RECORDED DATA —
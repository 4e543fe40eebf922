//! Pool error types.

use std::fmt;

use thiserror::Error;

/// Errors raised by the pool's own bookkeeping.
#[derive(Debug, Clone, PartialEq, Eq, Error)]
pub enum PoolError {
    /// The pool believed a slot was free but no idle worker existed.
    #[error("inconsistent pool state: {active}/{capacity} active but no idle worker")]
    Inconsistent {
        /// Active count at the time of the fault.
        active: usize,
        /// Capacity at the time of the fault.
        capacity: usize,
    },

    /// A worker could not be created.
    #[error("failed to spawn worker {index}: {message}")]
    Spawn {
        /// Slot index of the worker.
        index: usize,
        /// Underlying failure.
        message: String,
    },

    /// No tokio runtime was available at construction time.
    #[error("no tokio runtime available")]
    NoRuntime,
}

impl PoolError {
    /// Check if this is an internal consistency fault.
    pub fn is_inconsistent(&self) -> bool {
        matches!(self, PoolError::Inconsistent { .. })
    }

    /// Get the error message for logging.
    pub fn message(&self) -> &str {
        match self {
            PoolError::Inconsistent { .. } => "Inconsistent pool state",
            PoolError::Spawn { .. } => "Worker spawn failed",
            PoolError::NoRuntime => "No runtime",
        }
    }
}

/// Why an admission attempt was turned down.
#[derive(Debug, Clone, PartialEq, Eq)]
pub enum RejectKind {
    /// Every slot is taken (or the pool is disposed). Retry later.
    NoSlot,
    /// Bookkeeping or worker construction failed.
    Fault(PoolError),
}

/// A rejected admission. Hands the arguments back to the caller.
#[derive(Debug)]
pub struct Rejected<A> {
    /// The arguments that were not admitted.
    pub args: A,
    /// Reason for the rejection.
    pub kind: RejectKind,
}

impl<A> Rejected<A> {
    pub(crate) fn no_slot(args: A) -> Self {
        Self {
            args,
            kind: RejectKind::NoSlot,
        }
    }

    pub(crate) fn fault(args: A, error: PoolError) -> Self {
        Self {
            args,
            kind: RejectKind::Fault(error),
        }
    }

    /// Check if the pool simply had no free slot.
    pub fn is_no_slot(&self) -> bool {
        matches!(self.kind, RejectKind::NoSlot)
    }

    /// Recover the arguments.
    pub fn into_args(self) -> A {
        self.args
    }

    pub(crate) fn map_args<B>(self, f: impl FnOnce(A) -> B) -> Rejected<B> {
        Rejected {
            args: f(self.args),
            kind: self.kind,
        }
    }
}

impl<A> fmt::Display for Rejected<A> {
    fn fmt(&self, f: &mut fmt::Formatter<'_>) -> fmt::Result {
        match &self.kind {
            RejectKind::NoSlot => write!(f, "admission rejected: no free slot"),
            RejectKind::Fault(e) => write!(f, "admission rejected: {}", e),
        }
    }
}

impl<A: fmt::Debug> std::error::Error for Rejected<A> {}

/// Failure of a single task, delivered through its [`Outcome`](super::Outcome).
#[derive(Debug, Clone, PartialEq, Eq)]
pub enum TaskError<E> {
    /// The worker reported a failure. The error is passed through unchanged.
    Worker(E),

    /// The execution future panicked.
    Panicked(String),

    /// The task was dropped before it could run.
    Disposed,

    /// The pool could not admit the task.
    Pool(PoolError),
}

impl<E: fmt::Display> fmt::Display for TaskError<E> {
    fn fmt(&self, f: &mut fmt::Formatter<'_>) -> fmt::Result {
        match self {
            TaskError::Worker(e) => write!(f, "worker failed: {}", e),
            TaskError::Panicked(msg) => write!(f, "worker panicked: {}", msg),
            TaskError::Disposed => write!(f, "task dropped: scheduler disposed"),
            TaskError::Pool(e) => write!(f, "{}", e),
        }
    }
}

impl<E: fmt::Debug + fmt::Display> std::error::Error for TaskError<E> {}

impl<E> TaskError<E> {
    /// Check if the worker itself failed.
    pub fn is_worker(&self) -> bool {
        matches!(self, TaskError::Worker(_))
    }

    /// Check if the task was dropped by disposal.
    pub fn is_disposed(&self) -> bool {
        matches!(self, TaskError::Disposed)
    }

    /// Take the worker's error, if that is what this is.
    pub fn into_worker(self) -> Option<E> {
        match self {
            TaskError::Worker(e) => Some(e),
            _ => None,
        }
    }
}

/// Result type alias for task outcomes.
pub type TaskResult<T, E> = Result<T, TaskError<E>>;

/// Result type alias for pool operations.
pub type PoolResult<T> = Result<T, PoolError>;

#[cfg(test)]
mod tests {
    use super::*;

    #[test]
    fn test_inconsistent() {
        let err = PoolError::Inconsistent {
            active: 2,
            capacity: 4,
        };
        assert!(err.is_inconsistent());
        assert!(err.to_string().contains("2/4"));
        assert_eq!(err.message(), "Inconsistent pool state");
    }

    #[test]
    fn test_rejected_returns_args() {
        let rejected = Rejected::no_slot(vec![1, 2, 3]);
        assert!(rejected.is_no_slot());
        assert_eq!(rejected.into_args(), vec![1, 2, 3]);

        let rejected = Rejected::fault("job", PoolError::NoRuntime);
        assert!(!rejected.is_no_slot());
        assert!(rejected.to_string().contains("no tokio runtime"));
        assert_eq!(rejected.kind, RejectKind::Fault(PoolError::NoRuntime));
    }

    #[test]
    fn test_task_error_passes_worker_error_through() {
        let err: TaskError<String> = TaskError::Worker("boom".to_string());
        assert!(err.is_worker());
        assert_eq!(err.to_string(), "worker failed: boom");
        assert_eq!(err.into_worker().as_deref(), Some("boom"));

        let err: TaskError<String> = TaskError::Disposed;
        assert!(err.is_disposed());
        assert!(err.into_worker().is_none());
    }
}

...

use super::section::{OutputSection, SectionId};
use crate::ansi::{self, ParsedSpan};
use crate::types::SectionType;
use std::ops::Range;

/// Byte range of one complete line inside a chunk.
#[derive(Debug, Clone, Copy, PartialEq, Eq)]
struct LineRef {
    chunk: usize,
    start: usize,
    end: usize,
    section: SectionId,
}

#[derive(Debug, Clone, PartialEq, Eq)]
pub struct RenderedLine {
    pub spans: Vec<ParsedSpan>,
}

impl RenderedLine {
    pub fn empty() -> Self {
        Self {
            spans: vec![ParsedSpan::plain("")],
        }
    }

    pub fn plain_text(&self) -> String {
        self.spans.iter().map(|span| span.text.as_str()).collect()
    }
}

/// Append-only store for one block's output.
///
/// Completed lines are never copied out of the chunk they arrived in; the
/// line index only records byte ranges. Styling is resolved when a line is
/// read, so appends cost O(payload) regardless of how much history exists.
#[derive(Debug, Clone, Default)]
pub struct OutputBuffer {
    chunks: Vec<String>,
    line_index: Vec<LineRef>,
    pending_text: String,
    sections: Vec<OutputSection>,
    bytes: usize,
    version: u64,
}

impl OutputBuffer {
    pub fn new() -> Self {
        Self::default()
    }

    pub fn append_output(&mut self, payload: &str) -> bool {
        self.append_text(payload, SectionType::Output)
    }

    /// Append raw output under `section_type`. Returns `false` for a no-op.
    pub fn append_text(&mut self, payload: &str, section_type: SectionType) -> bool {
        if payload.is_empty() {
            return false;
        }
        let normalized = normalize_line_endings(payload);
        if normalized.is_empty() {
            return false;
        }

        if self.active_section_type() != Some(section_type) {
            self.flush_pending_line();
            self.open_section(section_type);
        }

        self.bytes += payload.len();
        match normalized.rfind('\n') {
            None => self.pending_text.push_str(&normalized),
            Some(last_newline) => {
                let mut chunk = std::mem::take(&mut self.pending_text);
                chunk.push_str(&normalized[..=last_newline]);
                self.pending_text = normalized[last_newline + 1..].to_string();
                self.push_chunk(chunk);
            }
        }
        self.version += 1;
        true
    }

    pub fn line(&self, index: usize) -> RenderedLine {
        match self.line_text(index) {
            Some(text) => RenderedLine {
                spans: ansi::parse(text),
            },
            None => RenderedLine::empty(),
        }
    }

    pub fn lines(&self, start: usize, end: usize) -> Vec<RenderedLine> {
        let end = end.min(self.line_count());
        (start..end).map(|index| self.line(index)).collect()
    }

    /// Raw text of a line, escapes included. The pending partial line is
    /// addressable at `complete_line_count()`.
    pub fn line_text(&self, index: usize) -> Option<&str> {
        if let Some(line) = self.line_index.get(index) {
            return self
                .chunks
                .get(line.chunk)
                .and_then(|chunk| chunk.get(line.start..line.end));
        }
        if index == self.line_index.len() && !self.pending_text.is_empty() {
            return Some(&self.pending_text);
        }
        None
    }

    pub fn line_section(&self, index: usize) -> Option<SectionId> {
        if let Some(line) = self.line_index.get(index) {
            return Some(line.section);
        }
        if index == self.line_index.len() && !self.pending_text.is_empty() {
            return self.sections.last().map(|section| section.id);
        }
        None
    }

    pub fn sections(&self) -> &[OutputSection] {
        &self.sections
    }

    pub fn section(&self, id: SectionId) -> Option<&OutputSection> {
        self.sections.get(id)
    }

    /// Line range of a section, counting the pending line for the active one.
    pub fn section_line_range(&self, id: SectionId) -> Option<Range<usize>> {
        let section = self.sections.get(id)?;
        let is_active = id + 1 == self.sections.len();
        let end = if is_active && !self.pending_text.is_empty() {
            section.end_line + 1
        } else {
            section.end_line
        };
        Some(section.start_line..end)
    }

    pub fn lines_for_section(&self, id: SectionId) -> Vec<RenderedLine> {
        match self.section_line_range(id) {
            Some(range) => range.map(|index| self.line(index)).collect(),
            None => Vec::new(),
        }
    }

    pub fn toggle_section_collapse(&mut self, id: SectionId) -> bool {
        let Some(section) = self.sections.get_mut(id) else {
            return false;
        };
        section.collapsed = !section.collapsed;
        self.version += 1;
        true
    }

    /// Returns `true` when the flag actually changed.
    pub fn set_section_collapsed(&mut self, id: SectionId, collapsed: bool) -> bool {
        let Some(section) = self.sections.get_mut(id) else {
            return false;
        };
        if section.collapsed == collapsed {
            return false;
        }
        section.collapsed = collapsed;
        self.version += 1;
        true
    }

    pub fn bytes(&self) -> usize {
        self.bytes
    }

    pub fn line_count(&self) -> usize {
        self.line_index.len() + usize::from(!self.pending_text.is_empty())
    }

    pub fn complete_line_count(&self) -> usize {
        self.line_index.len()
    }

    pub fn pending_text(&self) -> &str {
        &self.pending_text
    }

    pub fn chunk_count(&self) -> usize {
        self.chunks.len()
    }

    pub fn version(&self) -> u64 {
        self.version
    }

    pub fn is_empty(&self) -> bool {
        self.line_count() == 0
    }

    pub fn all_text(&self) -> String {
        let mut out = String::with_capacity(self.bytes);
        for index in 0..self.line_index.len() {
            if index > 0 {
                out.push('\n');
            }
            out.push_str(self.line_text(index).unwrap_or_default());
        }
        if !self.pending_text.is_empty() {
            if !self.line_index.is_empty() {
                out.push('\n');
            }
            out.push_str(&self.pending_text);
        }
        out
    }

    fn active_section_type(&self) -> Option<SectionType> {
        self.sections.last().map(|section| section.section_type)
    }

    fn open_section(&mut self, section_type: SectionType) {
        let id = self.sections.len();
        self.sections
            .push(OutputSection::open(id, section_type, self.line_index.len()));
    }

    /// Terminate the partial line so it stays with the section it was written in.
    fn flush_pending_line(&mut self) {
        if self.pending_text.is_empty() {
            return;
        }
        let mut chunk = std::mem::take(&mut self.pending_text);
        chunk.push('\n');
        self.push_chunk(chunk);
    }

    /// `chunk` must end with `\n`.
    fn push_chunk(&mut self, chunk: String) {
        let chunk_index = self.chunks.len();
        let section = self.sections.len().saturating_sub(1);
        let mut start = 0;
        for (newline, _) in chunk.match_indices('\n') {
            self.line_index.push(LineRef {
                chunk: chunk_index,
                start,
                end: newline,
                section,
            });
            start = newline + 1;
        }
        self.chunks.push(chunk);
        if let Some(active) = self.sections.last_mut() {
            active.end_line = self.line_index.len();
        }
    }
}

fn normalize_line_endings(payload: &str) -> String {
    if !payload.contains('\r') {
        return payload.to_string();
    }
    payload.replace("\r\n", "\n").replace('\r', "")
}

* * *

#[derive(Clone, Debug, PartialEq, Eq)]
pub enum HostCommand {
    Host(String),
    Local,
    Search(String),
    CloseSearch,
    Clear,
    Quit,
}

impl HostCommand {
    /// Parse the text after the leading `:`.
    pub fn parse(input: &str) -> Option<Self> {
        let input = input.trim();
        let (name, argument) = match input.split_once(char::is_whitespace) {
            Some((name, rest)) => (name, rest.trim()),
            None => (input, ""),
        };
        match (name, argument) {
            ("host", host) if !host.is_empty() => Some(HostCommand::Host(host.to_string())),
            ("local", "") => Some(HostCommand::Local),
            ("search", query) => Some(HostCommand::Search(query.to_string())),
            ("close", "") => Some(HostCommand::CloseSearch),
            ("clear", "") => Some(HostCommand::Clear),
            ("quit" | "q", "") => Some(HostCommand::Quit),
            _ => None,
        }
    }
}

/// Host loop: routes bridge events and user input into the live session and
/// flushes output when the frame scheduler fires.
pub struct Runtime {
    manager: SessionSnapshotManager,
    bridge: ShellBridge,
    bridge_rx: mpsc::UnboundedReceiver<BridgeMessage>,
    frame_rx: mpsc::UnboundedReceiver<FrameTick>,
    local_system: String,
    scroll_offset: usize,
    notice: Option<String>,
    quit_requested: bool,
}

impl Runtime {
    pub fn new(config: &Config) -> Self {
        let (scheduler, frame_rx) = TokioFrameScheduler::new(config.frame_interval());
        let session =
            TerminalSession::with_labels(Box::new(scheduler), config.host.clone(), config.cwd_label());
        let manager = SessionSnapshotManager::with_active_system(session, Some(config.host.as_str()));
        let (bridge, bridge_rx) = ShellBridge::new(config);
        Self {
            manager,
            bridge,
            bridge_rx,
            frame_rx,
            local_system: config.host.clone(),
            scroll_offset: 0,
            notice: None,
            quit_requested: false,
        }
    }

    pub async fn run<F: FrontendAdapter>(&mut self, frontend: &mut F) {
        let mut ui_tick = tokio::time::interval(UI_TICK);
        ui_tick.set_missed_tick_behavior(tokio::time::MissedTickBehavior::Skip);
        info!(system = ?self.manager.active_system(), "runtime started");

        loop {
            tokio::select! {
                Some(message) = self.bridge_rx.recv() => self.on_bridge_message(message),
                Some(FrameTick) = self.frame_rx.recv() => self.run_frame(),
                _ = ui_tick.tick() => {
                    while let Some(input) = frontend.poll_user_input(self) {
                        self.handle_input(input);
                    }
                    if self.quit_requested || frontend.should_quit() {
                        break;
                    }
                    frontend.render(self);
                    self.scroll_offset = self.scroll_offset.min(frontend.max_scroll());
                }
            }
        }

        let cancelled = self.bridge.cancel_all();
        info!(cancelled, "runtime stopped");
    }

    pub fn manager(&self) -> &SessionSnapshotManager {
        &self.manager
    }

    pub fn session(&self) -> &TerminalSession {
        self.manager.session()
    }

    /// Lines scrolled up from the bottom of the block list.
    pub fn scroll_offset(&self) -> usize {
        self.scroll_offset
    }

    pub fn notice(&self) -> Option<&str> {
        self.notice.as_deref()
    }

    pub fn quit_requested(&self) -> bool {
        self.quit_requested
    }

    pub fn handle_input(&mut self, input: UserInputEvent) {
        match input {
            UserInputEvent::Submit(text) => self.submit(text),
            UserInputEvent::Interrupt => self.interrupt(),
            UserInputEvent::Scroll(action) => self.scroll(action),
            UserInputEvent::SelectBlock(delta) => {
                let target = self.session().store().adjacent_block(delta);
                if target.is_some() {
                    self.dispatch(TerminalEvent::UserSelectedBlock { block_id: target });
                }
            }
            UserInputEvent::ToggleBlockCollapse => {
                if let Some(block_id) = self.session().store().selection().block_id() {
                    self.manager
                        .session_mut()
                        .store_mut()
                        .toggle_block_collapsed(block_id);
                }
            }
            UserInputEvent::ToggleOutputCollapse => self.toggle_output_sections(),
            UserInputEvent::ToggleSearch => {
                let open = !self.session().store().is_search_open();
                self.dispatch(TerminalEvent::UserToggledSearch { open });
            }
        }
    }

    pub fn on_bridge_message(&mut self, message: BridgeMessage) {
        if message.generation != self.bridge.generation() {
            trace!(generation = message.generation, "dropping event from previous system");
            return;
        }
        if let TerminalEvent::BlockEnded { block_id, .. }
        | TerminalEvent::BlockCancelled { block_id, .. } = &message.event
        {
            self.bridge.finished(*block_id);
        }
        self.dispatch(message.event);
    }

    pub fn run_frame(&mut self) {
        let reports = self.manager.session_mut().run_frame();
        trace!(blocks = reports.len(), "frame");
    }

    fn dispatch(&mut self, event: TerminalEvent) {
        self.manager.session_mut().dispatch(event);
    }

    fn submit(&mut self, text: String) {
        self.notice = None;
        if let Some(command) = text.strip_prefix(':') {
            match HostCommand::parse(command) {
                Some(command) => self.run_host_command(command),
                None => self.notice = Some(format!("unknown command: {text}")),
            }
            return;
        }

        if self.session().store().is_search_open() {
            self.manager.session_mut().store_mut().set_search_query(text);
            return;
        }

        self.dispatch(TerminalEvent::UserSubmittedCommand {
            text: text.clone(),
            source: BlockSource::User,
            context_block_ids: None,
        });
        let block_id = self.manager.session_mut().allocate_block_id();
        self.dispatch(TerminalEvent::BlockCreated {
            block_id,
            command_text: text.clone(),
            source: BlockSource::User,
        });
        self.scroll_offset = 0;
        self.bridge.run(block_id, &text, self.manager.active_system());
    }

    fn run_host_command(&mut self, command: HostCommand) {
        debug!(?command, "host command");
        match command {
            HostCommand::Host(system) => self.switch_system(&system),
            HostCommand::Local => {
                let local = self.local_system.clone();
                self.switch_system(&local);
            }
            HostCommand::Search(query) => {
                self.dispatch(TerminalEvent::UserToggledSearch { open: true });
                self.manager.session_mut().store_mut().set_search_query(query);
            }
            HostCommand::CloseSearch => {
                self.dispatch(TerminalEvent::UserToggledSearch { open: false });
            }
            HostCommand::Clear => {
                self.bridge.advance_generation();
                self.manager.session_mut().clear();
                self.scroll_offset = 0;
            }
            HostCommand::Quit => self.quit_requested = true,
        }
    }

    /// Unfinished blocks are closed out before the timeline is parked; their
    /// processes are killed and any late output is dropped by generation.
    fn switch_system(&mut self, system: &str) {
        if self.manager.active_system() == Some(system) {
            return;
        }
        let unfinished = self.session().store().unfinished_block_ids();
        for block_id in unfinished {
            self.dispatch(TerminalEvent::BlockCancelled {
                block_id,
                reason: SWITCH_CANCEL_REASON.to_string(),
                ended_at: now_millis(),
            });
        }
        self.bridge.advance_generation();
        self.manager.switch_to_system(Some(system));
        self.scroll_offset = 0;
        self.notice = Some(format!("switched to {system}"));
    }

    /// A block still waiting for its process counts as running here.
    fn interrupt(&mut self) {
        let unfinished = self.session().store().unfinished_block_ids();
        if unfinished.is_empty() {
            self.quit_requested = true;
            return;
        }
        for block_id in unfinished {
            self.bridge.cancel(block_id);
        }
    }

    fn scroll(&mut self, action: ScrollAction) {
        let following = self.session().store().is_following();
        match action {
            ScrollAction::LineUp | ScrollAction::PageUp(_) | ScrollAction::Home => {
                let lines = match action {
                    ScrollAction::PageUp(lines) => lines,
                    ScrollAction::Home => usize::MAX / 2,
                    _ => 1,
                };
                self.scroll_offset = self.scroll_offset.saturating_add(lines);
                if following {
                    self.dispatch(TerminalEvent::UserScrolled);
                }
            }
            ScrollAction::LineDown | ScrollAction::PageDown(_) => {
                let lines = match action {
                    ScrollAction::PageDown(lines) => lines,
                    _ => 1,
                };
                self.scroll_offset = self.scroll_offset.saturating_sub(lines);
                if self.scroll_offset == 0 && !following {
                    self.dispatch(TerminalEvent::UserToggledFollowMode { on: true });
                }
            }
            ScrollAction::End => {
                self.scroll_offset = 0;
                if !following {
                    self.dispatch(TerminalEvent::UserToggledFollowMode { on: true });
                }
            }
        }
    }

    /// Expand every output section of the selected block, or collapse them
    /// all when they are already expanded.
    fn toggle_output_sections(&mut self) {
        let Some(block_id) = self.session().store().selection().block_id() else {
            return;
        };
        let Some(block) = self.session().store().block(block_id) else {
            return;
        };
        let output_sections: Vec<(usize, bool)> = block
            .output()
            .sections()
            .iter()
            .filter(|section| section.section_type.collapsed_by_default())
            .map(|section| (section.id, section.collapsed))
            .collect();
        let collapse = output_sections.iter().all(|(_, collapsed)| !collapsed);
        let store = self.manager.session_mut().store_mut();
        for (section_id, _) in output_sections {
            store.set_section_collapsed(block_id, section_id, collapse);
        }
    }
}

EXERCISE DESCRIPTION —
Count every line of the listing that includes the word "config", then give that count and no other words.

PROBLEM SOLUTION —
6